WHAT YOU SHOULD DO — Only the lines holding the word "StructRecord" are wanted; copy each of them from the listing.

GIVEN DATA —

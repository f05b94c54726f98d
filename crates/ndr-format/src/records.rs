//! Typed type-format-string records
//!
//! One type per record shape. Records hold typed fields and absolute
//! [`Target`]s; they are turned into bytes only by [`Encode`], which is the
//! single place that computes relative offsets.

use crate::correlation::CorrelationDesc;
use crate::error::{FormatError, Result};
use crate::fc::{ContextHandleFlags, FormatChar, PointerFlags, UserMarshalFlags};
use crate::guid::Guid;
use crate::writer::{Encode, FormatWriter, Target};

/// Encode `alignment - 1` into the single alignment byte records carry
fn alignment_byte(alignment: u32) -> Result<u8> {
    if alignment == 0 || alignment > 16 {
        return Err(FormatError::FieldOverflow {
            what: "alignment",
            value: alignment as u64,
            max: 16,
        });
    }
    Ok((alignment - 1) as u8)
}

/// A 4-byte pointer description
#[derive(Debug, Clone, Copy, PartialEq, Eq)]
pub enum PointerRecord {
    /// Pointer to a scalar, folded into the record
    Simple {
        pointer: FormatChar,
        flags: PointerFlags,
        base: FormatChar,
    },
    /// Pointer to a record elsewhere in the format string
    Referent {
        pointer: FormatChar,
        flags: PointerFlags,
        target: Target,
    },
    /// A string pointer: `ptr, FC_SIMPLE_POINTER, string_fc, FC_PAD`
    String {
        pointer: FormatChar,
        flags: PointerFlags,
        string: FormatChar,
    },
}

impl PointerRecord {
    pub const SIZE: u32 = 4;
}

impl Encode for PointerRecord {
    fn encode(&self, w: &mut FormatWriter) -> Result<()> {
        match *self {
            Self::Simple {
                pointer,
                flags,
                base,
            } => {
                w.put_fc(pointer);
                w.put_u8((flags | PointerFlags::SIMPLE_POINTER).bits());
                w.put_fc(base);
                w.put_fc(FormatChar::Pad);
            }
            Self::Referent {
                pointer,
                flags,
                target,
            } => {
                w.put_fc(pointer);
                w.put_u8(flags.bits());
                w.put_offset(target)?;
            }
            Self::String {
                pointer,
                flags,
                string,
            } => {
                w.put_fc(pointer);
                w.put_u8((flags | PointerFlags::SIMPLE_POINTER).bits());
                w.put_fc(string);
                w.put_fc(FormatChar::Pad);
            }
        }
        Ok(())
    }
}

/// A scalar written as a standalone record: `fc, FC_PAD`
#[derive(Debug, Clone, Copy, PartialEq, Eq)]
pub struct BaseTypeRecord(pub FormatChar);

impl Encode for BaseTypeRecord {
    fn encode(&self, w: &mut FormatWriter) -> Result<()> {
        w.put_fc(self.0);
        w.put_fc(FormatChar::Pad);
        Ok(())
    }
}

/// String descriptions
#[derive(Debug, Clone, Copy, PartialEq, Eq)]
pub enum StringRecord {
    /// `FC_CSTRING`/`FC_WSTRING` with a fixed dimension
    Fixed { fc: FormatChar, dim: u32 },
    /// `FC_C_CSTRING`/`FC_C_WSTRING` sized by a correlation descriptor
    Sized {
        fc: FormatChar,
        size_is: CorrelationDesc,
    },
    /// `FC_C_CSTRING`/`FC_C_WSTRING` sized by its terminator
    Unsized { fc: FormatChar },
}

impl Encode for StringRecord {
    fn encode(&self, w: &mut FormatWriter) -> Result<()> {
        match *self {
            Self::Fixed { fc, dim } => {
                w.put_fc(fc);
                w.put_fc(FormatChar::Pad);
                w.put_u16_checked("string dimension", dim as u64)?;
            }
            Self::Sized { fc, size_is } => {
                w.put_fc(fc);
                w.put_fc(FormatChar::StringSized);
                size_is.encode(w)?;
            }
            Self::Unsized { fc } => {
                w.put_fc(fc);
                w.put_fc(FormatChar::Pad);
            }
        }
        Ok(())
    }
}

/// Interface pointer descriptions
#[derive(Debug, Clone, Copy, PartialEq, Eq)]
pub enum InterfacePointerRecord {
    /// `FC_IP, FC_CONSTANT_IID, guid`
    Constant(Guid),
    /// `FC_IP, FC_PAD, corr(iid_is)`
    IidIs(CorrelationDesc),
}

impl Encode for InterfacePointerRecord {
    fn encode(&self, w: &mut FormatWriter) -> Result<()> {
        w.put_fc(FormatChar::InterfacePointer);
        match self {
            Self::Constant(guid) => {
                w.put_fc(FormatChar::ConstantIid);
                w.put_slice(&guid.to_bytes_le());
            }
            Self::IidIs(desc) => {
                w.put_fc(FormatChar::Pad);
                desc.encode(w)?;
            }
        }
        Ok(())
    }
}

/// `FC_BIND_CONTEXT, flags, rundown, param` (the last two filled by the runtime)
#[derive(Debug, Clone, Copy, PartialEq, Eq)]
pub struct ContextHandleRecord {
    pub flags: ContextHandleFlags,
}

impl Encode for ContextHandleRecord {
    fn encode(&self, w: &mut FormatWriter) -> Result<()> {
        w.put_fc(FormatChar::BindContext);
        w.put_u8(self.flags.bits());
        w.put_u8(0);
        w.put_u8(0);
        Ok(())
    }
}

/// `FC_USER_MARSHAL` record
#[derive(Debug, Clone, Copy, PartialEq, Eq)]
pub struct UserMarshalRecord {
    pub flags: UserMarshalFlags,
    pub alignment: u32,
    pub routine: u32,
    pub memory_size: u32,
    pub wire_size: u32,
    pub wire: Target,
}

impl Encode for UserMarshalRecord {
    fn encode(&self, w: &mut FormatWriter) -> Result<()> {
        w.put_fc(FormatChar::UserMarshal);
        w.put_u8(self.flags.bits() | alignment_byte(self.alignment)?);
        w.put_u16_checked("user marshal routine index", self.routine as u64)?;
        w.put_u16_checked("user type memory size", self.memory_size as u64)?;
        w.put_u16_checked("user type wire size", self.wire_size as u64)?;
        w.put_offset(self.wire)
    }
}

/// One entry of a structure member layout or array element description
#[derive(Debug, Clone, Copy, PartialEq, Eq)]
pub enum Member {
    /// A one-byte code: scalar tag, `FC_LONG`/`FC_POINTER` placeholder,
    /// `FC_ALIGNMn` or `FC_STRUCTPADn`
    Code(FormatChar),
    /// `FC_EMBEDDED_COMPLEX, pad, rel16`
    EmbeddedComplex { memory_pad: u8, target: Target },
    /// A full pointer description written inline
    Pointer(PointerRecord),
}

impl Encode for Member {
    fn encode(&self, w: &mut FormatWriter) -> Result<()> {
        match *self {
            Self::Code(fc) => w.put_fc(fc),
            Self::EmbeddedComplex { memory_pad, target } => {
                w.put_fc(FormatChar::EmbeddedComplex);
                w.put_u8(memory_pad);
                w.put_offset(target)?;
            }
            Self::Pointer(record) => record.encode(w)?,
        }
        Ok(())
    }
}

/// A pointer inside a structure or array element
#[derive(Debug, Clone, Copy, PartialEq, Eq)]
pub struct PointerInstance {
    pub memory_offset: u32,
    pub buffer_offset: u32,
    pub pointer: PointerRecord,
}

impl Encode for PointerInstance {
    fn encode(&self, w: &mut FormatWriter) -> Result<()> {
        w.put_u16_checked("pointer memory offset", self.memory_offset as u64)?;
        w.put_u16_checked("pointer buffer offset", self.buffer_offset as u64)?;
        self.pointer.encode(w)
    }
}

/// One pass of a pointer layout
#[derive(Debug, Clone, PartialEq, Eq)]
pub enum PointerLayoutEntry {
    /// A single pointer
    NoRepeat(PointerInstance),
    /// Pointers repeated over a fixed array
    FixedRepeat {
        iterations: u32,
        increment: u32,
        offset_to_array: u32,
        pointers: Vec<PointerInstance>,
    },
    /// Pointers repeated over a conformant or varying array
    VariableRepeat {
        variable_offset: bool,
        increment: u32,
        offset_to_array: u32,
        pointers: Vec<PointerInstance>,
    },
}

impl Encode for PointerLayoutEntry {
    fn encode(&self, w: &mut FormatWriter) -> Result<()> {
        match self {
            Self::NoRepeat(instance) => {
                w.put_fc(FormatChar::NoRepeat);
                w.put_fc(FormatChar::Pad);
                instance.encode(w)?;
            }
            Self::FixedRepeat {
                iterations,
                increment,
                offset_to_array,
                pointers,
            } => {
                w.put_fc(FormatChar::FixedRepeat);
                w.put_fc(FormatChar::Pad);
                w.put_u16_checked("repeat count", *iterations as u64)?;
                w.put_u16_checked("repeat increment", *increment as u64)?;
                w.put_u16_checked("offset to array", *offset_to_array as u64)?;
                w.put_u16_checked("pointer count", pointers.len() as u64)?;
                for p in pointers {
                    p.encode(w)?;
                }
            }
            Self::VariableRepeat {
                variable_offset,
                increment,
                offset_to_array,
                pointers,
            } => {
                w.put_fc(FormatChar::VariableRepeat);
                w.put_fc(if *variable_offset {
                    FormatChar::VariableOffset
                } else {
                    FormatChar::FixedOffset
                });
                w.put_u16_checked("repeat increment", *increment as u64)?;
                w.put_u16_checked("offset to array", *offset_to_array as u64)?;
                w.put_u16_checked("pointer count", pointers.len() as u64)?;
                for p in pointers {
                    p.encode(w)?;
                }
            }
        }
        Ok(())
    }
}

/// `FC_PP, FC_PAD, entries..., FC_END`
#[derive(Debug, Clone, Default, PartialEq, Eq)]
pub struct PointerLayout {
    pub entries: Vec<PointerLayoutEntry>,
}

impl PointerLayout {
    pub fn is_empty(&self) -> bool {
        self.entries.is_empty()
    }
}

impl Encode for PointerLayout {
    fn encode(&self, w: &mut FormatWriter) -> Result<()> {
        w.put_fc(FormatChar::PointerLayout);
        w.put_fc(FormatChar::Pad);
        for entry in &self.entries {
            entry.encode(w)?;
        }
        w.put_fc(FormatChar::End);
        Ok(())
    }
}

/// Structure record (all six structure format characters)
#[derive(Debug, Clone, PartialEq, Eq)]
pub struct StructRecord {
    pub fc: FormatChar,
    pub alignment: u32,
    pub memory_size: u32,
    /// Trailing conformant array (or string) description
    pub conformant_array: Option<Target>,
    /// Bogus structures only: where the pointer table starts
    pub pointer_table: Option<Target>,
    pub pointer_layout: Option<PointerLayout>,
    pub members: Vec<Member>,
}

impl Encode for StructRecord {
    fn encode(&self, w: &mut FormatWriter) -> Result<()> {
        let bogus = self.fc == FormatChar::BogusStruct;
        w.put_fc(self.fc);
        w.put_u8(alignment_byte(self.alignment)?);
        w.put_u16_checked("structure size", self.memory_size as u64)?;
        match self.conformant_array {
            Some(target) => w.put_offset(target)?,
            None if bogus => w.put_u16(0),
            None => {}
        }
        if bogus {
            match self.pointer_table {
                Some(target) => w.put_offset(target)?,
                None => w.put_u16(0),
            }
        }
        if let Some(layout) = &self.pointer_layout {
            layout.encode(w)?;
        }
        for member in &self.members {
            member.encode(w)?;
        }
        w.put_end();
        Ok(())
    }
}

/// Fixed, varying, conformant and conformant-varying array record
#[derive(Debug, Clone, PartialEq, Eq)]
pub struct ArrayRecord {
    pub fc: FormatChar,
    pub alignment: u32,
    /// Total size for fixed/varying arrays, element size for conformant ones
    pub size: u32,
    pub conformance: Option<CorrelationDesc>,
    /// Varying arrays: element count and element size
    pub varying: Option<(u32, u32)>,
    pub variance: Option<CorrelationDesc>,
    pub pointer_layout: Option<PointerLayout>,
    pub element: Member,
}

impl Encode for ArrayRecord {
    fn encode(&self, w: &mut FormatWriter) -> Result<()> {
        let large = matches!(self.fc, FormatChar::LgFArray | FormatChar::LgVArray);
        w.put_fc(self.fc);
        w.put_u8(alignment_byte(self.alignment)?);
        if large {
            w.put_u32_checked("array size", self.size as u64)?;
        } else {
            w.put_u16_checked("array size", self.size as u64)?;
        }
        if let Some(desc) = &self.conformance {
            desc.encode(w)?;
        }
        if let Some((elements, element_size)) = self.varying {
            if large {
                w.put_u32(elements);
            } else {
                w.put_u16_checked("array elements", elements as u64)?;
            }
            w.put_u16_checked("array element size", element_size as u64)?;
        }
        if let Some(desc) = &self.variance {
            desc.encode(w)?;
        }
        if let Some(layout) = &self.pointer_layout {
            layout.encode(w)?;
        }
        self.element.encode(w)?;
        w.put_end();
        Ok(())
    }
}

RESULT FOR THIS EXERCISE —
pub struct StructRecord {
impl Encode for StructRecord {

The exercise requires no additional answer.